Cybercriminal minds: How holiday hackers will steal your online identity in Singapore

The size of the Singapore online shopping market reached S$1.1 billion in 2010 and is forecast to hit S$4.4 billion in 2015, according to recent PayPal research. 

The same study showed that nearly half (46 per cent) of Singapore’s 1.8 million online shoppers made purchases on Black Friday and Cyber Monday (23 and 26 November), spending an average of nearly S$100 per shopper. 

The survey also found that Singapore’s online shoppers are expected to shop online 15 times during this year’s festive season, expecting to save an average of three hours each time, versus going to brick-and-mortar shops. 

Unfortunately, throughout the 2012 holiday shopping season, cybercriminals are expected to unleash a variety of old and new Internet-based scams to steal identities and hijack online accounts.

So, what are some of the key techniques used by cybercriminals to steal online shoppers’ identities and valuable data or cheat them with fraudulent scams?

First, online shoppers need to be aware of cybercriminals’ motives and techniques.  

Cybercriminals are mostly motivated financially, with an interest in scamming users into paying for goods that they will never receive or stealing credit card details, authentication details (e.g. usernames and passwords for banking and payment sites) and personal details for use in other fraud.

Second, attackers target not only online shoppers as individuals, but also the institutions that these shoppers visit.  To target individuals, attackers can use a variety of techniques, such as:

1.     Advertising goods and services online, accepting payment, but never delivering these goods

2.     Sending out phishing emails that drive users to sites that have the same look and feel as legitimate sites, but are imitations designed only to steal user data

3.     Installing malicious software onto unsuspecting users' computers to capture sensitive data as users enter it into e-commerce sites

Unfortunately, these personal attacks are more likely to succeed, as individuals tend to have less information-security awareness and defences than institutions.  At the same time, such attacks can be more difficult to execute as they call for the compromise of many individuals, one at a time, in order to work. 

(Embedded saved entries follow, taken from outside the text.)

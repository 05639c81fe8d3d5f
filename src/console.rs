//! Plain-text consumer: one summary line per published snapshot.

use std::sync::atomic::{AtomicU64, Ordering};

use crimsonwatch_application::{SnapshotStore, StoreUpdate, Subscription};
use crimsonwatch_domain::{AgentStatus, AlertSeverity};

pub fn render(update: &StoreUpdate) -> String {
    let snapshot = &update.snapshot;
    let metrics = snapshot.metrics();
    let count = |status: AgentStatus| {
        snapshot
            .agents()
            .iter()
            .filter(|agent| agent.status == status)
            .count()
    };
    let open_alerts = snapshot
        .alerts()
        .iter()
        .filter(|alert| !alert.acknowledged && alert.severity >= AlertSeverity::Med)
        .count();
    let source = if snapshot.is_live() { "live" } else { "offline" };

    let mut line = format!(
        "#{generation} [{source}] threat {level} {status:?} | blocked {blocked} | agents {agents} ({active} active, {warning} warning, {blocked_agents} blocked) | open alerts {open_alerts} | high {high}",
        generation = update.generation,
        level = metrics.threat_level().value(),
        status = metrics.threat_status(),
        blocked = metrics.blocked_calls_total,
        agents = metrics.active_agents(),
        active = count(AgentStatus::Active),
        warning = count(AgentStatus::Warning),
        blocked_agents = count(AgentStatus::Blocked),
        high = metrics.high_severity_alerts,
    );
    if let Some(kind) = update.last_error {
        line.push_str(&format!(" | {kind}"));
    }
    line
}

/// Print every new publication to stdout. Loading flips are skipped.
pub fn attach(store: &SnapshotStore) -> Subscription {
    let last = AtomicU64::new(0);
    store.subscribe(move |update| {
        if update.generation > last.swap(update.generation, Ordering::Relaxed) {
            println!("{}", render(update));
        }
    })
}

#[cfg(test)]
mod tests {
    use super::*;
    use std::sync::Arc;

    use chrono::Utc;
    use crimsonwatch_domain::{
        AgentRecord, ErrorKind, MetricsSnapshot, SecuritySnapshot, ThreatLevel,
    };

    #[test]
    fn test_render_summary_line() {
        let agent = AgentRecord {
            id: "a1".into(),
            name: "research-agent".into(),
            status: AgentStatus::Blocked,
            risk_score: 78.0,
            blocked_calls: 15,
            last_activity: Utc::now(),
            tools_used: Vec::new(),
        };
        let snapshot = SecuritySnapshot::new(
            MetricsSnapshot::new(Utc::now(), ThreatLevel::new(50), 10, 0, 0),
            vec![agent],
            Vec::new(),
            Vec::new(),
            false,
        );
        let line = render(&StoreUpdate {
            snapshot: Arc::new(snapshot),
            loading: false,
            last_error: Some(ErrorKind::AllSourcesFailed),
            generation: 4,
        });
        assert!(line.starts_with("#4 [offline] threat 50 Elevated"));
        assert!(line.contains("agents 1 (0 active, 0 warning, 1 blocked)"));
        assert!(line.ends_with("no live source returned data"));
    }
}
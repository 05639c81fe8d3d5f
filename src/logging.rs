use tracing_subscriber::{EnvFilter, fmt, prelude::*};

use crimsonwatch_domain::{LogFormat, LoggingConfig};

/// Install the global subscriber. `RUST_LOG` wins over the configured level.
pub fn init_logging(config: &LoggingConfig) {
    let filter =
        EnvFilter::try_from_default_env().unwrap_or_else(|_| EnvFilter::new(&config.level));

    match config.format {
        LogFormat::Json => {
            tracing_subscriber::registry()
                .with(filter)
                .with(fmt::layer().json())
                .init();
        }
        LogFormat::Pretty => {
            tracing_subscriber::registry()
                .with(filter)
                .with(fmt::layer().pretty())
                .init();
        }
    }
}
use std::sync::Arc;
use std::time::Duration;

use anyhow::{Context, Result};

use crimsonwatch_adapter_sources::{MetadataClient, MetricsQueryClient, StaticFallbackClient};
use crimsonwatch_application::{PollScheduler, SchedulerConfig, SnapshotStore};
use crimsonwatch_domain::WatchConfig;
use crimsonwatch_ports::SourceSet;

/// Build the source set. A source without a base URL stays a null source.
pub fn build_sources(config: &WatchConfig) -> Result<SourceSet> {
    let timeout = config.source_timeout();
    let mut sources = SourceSet::empty();

    if let Some(base) = &config.metrics_base {
        let client = MetricsQueryClient::new(base.clone(), config.queries.clone(), timeout)
            .context("failed to build metrics client")?;
        sources = sources.with_metrics(Arc::new(client));
    } else {
        tracing::info!(source = "metrics", "no base URL, source disabled");
    }

    if let Some(base) = &config.backend_base {
        let client =
            MetadataClient::new(base.clone(), timeout).context("failed to build metadata client")?;
        sources = sources.with_metadata(Arc::new(client));
    } else {
        tracing::info!(source = "metadata", "no base URL, source disabled");
    }

    let fallback = match &config.fallback_dir {
        Some(dir) => StaticFallbackClient::with_dir(dir),
        None => StaticFallbackClient::new(),
    };
    Ok(sources.with_fallback(Arc::new(fallback)))
}

pub struct Service {
    pub store: SnapshotStore,
    pub scheduler: Arc<PollScheduler>,
}

/// Wire store and scheduler. `interval` overrides the configured cadence.
pub fn build_service(config: &WatchConfig, interval: Option<Duration>) -> Result<Service> {
    let sources = build_sources(config)?;
    let store = SnapshotStore::with_profile(config.fallback_profile);
    let mut scheduler_config = SchedulerConfig::from_config(config);
    if let Some(interval) = interval {
        scheduler_config = scheduler_config.with_interval(interval);
    }
    let scheduler = Arc::new(PollScheduler::new(sources, store.clone(), scheduler_config));
    Ok(Service { store, scheduler })
}
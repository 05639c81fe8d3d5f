//! Placeholder snapshots for when no live source answers.
//!
//! The shape is fixed: a quiet threat level, a five-agent roster covering
//! every agent status, and one alert per severity tier. Only the numbers
//! jitter.

use std::ops::RangeInclusive;
use std::sync::{Mutex, PoisonError};

use chrono::{DateTime, Duration, Utc};
use rand::rngs::StdRng;
use rand::{Rng, SeedableRng};
use serde_json::{Map, Value, json};

use crimsonwatch_domain::{
    AgentRecord, AgentStatus, AlertRecord, AlertSeverity, EventRecord, MetricsSnapshot,
    SecuritySnapshot, ThreatLevel,
};

/// Threat levels a synthetic snapshot may report. Never critical.
pub const QUIET_BAND: RangeInclusive<u8> = 25..=44;

struct RosterEntry {
    name: &'static str,
    status: AgentStatus,
    tools: [&'static str; 2],
}

const ROSTER: [RosterEntry; 5] = [
    RosterEntry {
        name: "docs-reader-agent",
        status: AgentStatus::Active,
        tools: ["playwright_navigate", "playwright_screenshot"],
    },
    RosterEntry {
        name: "data-processor",
        status: AgentStatus::Warning,
        tools: ["file_read", "database_query"],
    },
    RosterEntry {
        name: "email-responder",
        status: AgentStatus::Active,
        tools: ["send_email", "read_inbox"],
    },
    RosterEntry {
        name: "code-assistant",
        status: AgentStatus::Active,
        tools: ["file_write", "execute_command"],
    },
    RosterEntry {
        name: "research-agent",
        status: AgentStatus::Blocked,
        tools: ["web_search", "file_download"],
    },
];

fn risk_band(status: AgentStatus) -> RangeInclusive<u32> {
    match status {
        AgentStatus::Active => 5..=30,
        AgentStatus::Warning => 41..=60,
        AgentStatus::Blocked => 71..=95,
    }
}

fn blocked_band(status: AgentStatus) -> RangeInclusive<u64> {
    match status {
        AgentStatus::Active => 0..=3,
        AgentStatus::Warning => 4..=10,
        AgentStatus::Blocked => 11..=20,
    }
}

pub struct Synthesizer {
    rng: Mutex<StdRng>,
}

impl Synthesizer {
    pub fn new() -> Self {
        Self {
            rng: Mutex::new(StdRng::from_entropy()),
        }
    }

    /// Deterministic jitter, for reproducible tests.
    pub fn seeded(seed: u64) -> Self {
        Self {
            rng: Mutex::new(StdRng::seed_from_u64(seed)),
        }
    }

    pub fn synthesize(&self, now: DateTime<Utc>) -> SecuritySnapshot {
        let mut rng = self.rng.lock().unwrap_or_else(PoisonError::into_inner);

        let agents: Vec<AgentRecord> = ROSTER
            .iter()
            .enumerate()
            .map(|(index, entry)| AgentRecord {
                id: format!("agent-{}", index + 1),
                name: entry.name.to_string(),
                status: entry.status,
                risk_score: f64::from(rng.gen_range(risk_band(entry.status))),
                blocked_calls: rng.gen_range(blocked_band(entry.status)),
                last_activity: now - Duration::seconds(rng.gen_range(0..=300)),
                tools_used: entry.tools.iter().map(|tool| tool.to_string()).collect(),
            })
            .collect();

        let alerts = Self::alerts(&agents, now);

        let events = agents
            .iter()
            .enumerate()
            .map(|(index, agent)| {
                let mut details = Map::new();
                details.insert("tool".into(), Value::String(agent.tools_used[0].clone()));
                details.insert("synthetic".into(), json!(true));
                EventRecord {
                    id: format!("evt-{}", index + 1),
                    kind: "tool_usage".into(),
                    agent_id: agent.id.clone(),
                    details,
                    timestamp: agent.last_activity,
                }
            })
            .collect();

        let high_severity_alerts = alerts
            .iter()
            .filter(|alert| alert.severity.is_high() && !alert.acknowledged)
            .count() as u64;
        let metrics = MetricsSnapshot::new(
            now,
            ThreatLevel::new(rng.gen_range(QUIET_BAND)),
            rng.gen_range(0..50),
            rng.gen_range(150..250),
            high_severity_alerts,
        );

        SecuritySnapshot::new(metrics, agents, alerts, events, false)
    }

    fn alerts(agents: &[AgentRecord], now: DateTime<Utc>) -> Vec<AlertRecord> {
        let agent_id = |status: AgentStatus| {
            agents
                .iter()
                .find(|agent| agent.status == status)
                .map(|agent| agent.id.clone())
        };
        AlertSeverity::ALL
            .iter()
            .enumerate()
            .map(|(index, &severity)| {
                let (message, agent_id) = match severity {
                    AlertSeverity::Info => ("CrimsonWatch monitoring active".to_string(), None),
                    AlertSeverity::Low => (
                        "Tool call latency above baseline".to_string(),
                        agent_id(AgentStatus::Active),
                    ),
                    AlertSeverity::Med => (
                        "Unusual file access pattern detected".to_string(),
                        agent_id(AgentStatus::Warning),
                    ),
                    AlertSeverity::High => (
                        "Multiple blocked calls from research-agent".to_string(),
                        agent_id(AgentStatus::Blocked),
                    ),
                    AlertSeverity::Critical => (
                        "Permission violation attempt blocked".to_string(),
                        agent_id(AgentStatus::Blocked),
                    ),
                };
                AlertRecord {
                    id: format!("alert-{}", index + 1),
                    severity,
                    message,
                    agent_id,
                    timestamp: now,
                    acknowledged: severity == AlertSeverity::Info,
                }
            })
            .collect()
    }
}

impl Default for Synthesizer {
    fn default() -> Self {
        Self::new()
    }
}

To target institutions, attackers usually focus on vulnerabilities within the e-commerce infrastructure of the institution.  Flaws that allow for SQL injection and weaknesses in file-upload functionality enable attackers to compromise e-commerce sites and mine the data stored on those sites. 

Even if an institution is not storing sensitive information, attackers are often able to gather what data is there by hacking into the site and making changes to the institution’s software.

Predictably, according to the same PayPal research, almost half of Singapore’s online shoppers (43 per cent) will choose smartphones and tablets to shop online during this holiday season, compared to laptops (37 per cent) and desktops (20 per cent).  

At this point in time, shoppers may actually be more secure shopping on a smartphone or tablet, as there is less malware and fewer attackers targeting users on these platforms.  However, this is expected to change in the coming years as these platforms become increasingly popular.

Unfortunately, several controls that have helped mobile users protect themselves online in the past are no longer effective. 

For example, most users know they should check for the "padlock" icon to confirm secure connection to an e-commerce site.  They also know they should check the URL to ensure that they are sending their data to an authentic site. 

However, these tips no longer apply for mobile devices.   

The smaller screen size of mobile devices means that application designers have had to be very deliberate in deciding what to display onscreen.  This has led to sacrifices resulting in a reduced amount of security feedback given to users. 

As a result, some types of attacks, including phishing attacks, are actually easier for an attacker to execute successfully if their target is on a mobile device.